--- START ---

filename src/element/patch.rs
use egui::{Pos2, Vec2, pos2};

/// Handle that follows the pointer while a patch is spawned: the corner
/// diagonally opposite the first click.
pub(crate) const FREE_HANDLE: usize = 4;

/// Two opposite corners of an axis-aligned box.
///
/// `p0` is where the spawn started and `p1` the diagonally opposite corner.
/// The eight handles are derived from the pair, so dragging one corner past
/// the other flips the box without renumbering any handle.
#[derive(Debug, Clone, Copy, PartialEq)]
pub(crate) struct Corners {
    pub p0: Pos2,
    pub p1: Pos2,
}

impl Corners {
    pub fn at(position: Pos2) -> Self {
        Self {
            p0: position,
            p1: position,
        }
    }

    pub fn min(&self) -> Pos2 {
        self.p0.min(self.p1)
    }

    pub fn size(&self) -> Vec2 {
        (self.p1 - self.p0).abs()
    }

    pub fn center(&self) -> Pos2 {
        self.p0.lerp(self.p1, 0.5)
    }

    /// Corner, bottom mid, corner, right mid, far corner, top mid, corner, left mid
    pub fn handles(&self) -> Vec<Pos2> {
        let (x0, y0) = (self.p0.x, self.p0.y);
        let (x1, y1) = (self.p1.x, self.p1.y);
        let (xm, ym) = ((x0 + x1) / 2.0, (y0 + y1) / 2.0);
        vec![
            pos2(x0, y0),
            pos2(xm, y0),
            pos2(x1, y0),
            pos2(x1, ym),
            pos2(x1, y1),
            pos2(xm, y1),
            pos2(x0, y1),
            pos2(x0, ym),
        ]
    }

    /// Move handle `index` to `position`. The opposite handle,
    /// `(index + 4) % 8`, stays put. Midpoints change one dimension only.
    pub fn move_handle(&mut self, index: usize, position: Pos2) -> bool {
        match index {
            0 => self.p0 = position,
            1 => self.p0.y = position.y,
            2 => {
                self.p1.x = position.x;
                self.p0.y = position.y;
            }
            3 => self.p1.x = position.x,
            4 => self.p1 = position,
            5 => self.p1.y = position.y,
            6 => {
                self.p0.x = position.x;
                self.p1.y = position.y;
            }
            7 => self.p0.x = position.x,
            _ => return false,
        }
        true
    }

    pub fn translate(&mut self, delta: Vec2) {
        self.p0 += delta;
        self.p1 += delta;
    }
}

--- END ---
--- START ---

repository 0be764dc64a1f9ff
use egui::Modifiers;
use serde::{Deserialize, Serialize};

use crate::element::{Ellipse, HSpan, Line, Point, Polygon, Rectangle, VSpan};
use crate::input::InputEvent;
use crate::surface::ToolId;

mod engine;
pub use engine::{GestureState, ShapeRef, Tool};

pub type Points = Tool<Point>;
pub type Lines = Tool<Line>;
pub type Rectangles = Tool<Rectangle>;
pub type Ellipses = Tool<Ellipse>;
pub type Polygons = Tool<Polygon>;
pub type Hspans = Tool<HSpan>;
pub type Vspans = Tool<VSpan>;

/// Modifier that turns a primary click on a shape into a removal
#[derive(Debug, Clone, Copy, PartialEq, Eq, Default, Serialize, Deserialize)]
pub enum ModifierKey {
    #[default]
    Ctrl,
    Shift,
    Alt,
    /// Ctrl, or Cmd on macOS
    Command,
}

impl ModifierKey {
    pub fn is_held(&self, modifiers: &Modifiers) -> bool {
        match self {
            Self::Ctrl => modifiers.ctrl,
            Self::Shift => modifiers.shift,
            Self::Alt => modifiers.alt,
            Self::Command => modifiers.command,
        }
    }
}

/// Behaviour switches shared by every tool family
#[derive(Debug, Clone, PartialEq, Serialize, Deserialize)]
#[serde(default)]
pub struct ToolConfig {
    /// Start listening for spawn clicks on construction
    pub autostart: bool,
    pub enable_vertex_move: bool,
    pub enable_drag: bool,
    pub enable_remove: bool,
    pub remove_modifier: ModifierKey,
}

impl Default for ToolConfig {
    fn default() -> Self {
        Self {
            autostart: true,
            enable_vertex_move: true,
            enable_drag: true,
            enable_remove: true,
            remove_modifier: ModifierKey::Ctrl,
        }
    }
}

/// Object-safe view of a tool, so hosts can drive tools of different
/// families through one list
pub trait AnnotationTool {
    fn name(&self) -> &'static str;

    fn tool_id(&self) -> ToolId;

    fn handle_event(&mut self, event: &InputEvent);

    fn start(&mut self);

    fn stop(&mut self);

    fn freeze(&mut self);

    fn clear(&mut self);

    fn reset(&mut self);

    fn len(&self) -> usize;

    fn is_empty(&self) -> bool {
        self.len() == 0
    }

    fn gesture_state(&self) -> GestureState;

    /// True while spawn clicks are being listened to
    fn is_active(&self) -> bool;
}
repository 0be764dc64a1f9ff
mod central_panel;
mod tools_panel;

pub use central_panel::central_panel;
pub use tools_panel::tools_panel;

--- END ---
--- START ---

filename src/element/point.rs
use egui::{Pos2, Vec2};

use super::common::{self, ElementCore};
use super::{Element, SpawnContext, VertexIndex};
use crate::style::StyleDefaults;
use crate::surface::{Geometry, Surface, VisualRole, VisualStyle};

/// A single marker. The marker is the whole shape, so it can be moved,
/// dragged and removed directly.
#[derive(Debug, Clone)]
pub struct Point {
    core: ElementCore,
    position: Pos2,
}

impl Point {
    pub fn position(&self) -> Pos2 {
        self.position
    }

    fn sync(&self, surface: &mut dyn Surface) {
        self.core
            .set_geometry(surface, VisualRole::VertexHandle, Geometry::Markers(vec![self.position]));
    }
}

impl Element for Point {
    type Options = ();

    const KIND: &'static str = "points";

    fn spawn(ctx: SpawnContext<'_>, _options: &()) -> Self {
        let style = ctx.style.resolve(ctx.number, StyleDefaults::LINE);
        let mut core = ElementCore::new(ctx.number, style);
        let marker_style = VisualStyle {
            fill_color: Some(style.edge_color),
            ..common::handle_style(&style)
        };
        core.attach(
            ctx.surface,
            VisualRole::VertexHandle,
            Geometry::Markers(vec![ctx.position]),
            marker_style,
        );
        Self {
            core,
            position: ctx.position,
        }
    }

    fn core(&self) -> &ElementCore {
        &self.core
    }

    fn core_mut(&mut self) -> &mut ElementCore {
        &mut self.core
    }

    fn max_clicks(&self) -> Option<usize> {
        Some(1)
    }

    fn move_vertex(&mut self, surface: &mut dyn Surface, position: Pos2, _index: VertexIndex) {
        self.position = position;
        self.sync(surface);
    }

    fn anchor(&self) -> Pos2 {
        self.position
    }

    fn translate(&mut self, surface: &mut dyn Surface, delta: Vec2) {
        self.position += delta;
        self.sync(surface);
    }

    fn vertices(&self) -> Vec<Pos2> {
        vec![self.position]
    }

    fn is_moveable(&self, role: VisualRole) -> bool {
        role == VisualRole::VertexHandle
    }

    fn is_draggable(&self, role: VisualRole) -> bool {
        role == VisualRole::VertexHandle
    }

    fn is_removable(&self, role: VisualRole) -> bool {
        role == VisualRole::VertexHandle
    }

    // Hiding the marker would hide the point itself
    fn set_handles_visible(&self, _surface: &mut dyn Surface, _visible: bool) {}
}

--- END ---

Exercise:
Using the entries above, give back exactly the line containing "one dimension only.", the line containing "self.p0.y = position.y;", and every line between them, and nothing else.

Solution to this exercise:
    /// `(index + 4) % 8`, stays put. Midpoints change one dimension only.
    pub fn move_handle(&mut self, index: usize, position: Pos2) -> bool {
        match index {
            0 => self.p0 = position,
            1 => self.p0.y = position.y,
            2 => {
                self.p1.x = position.x;
                self.p0.y = position.y;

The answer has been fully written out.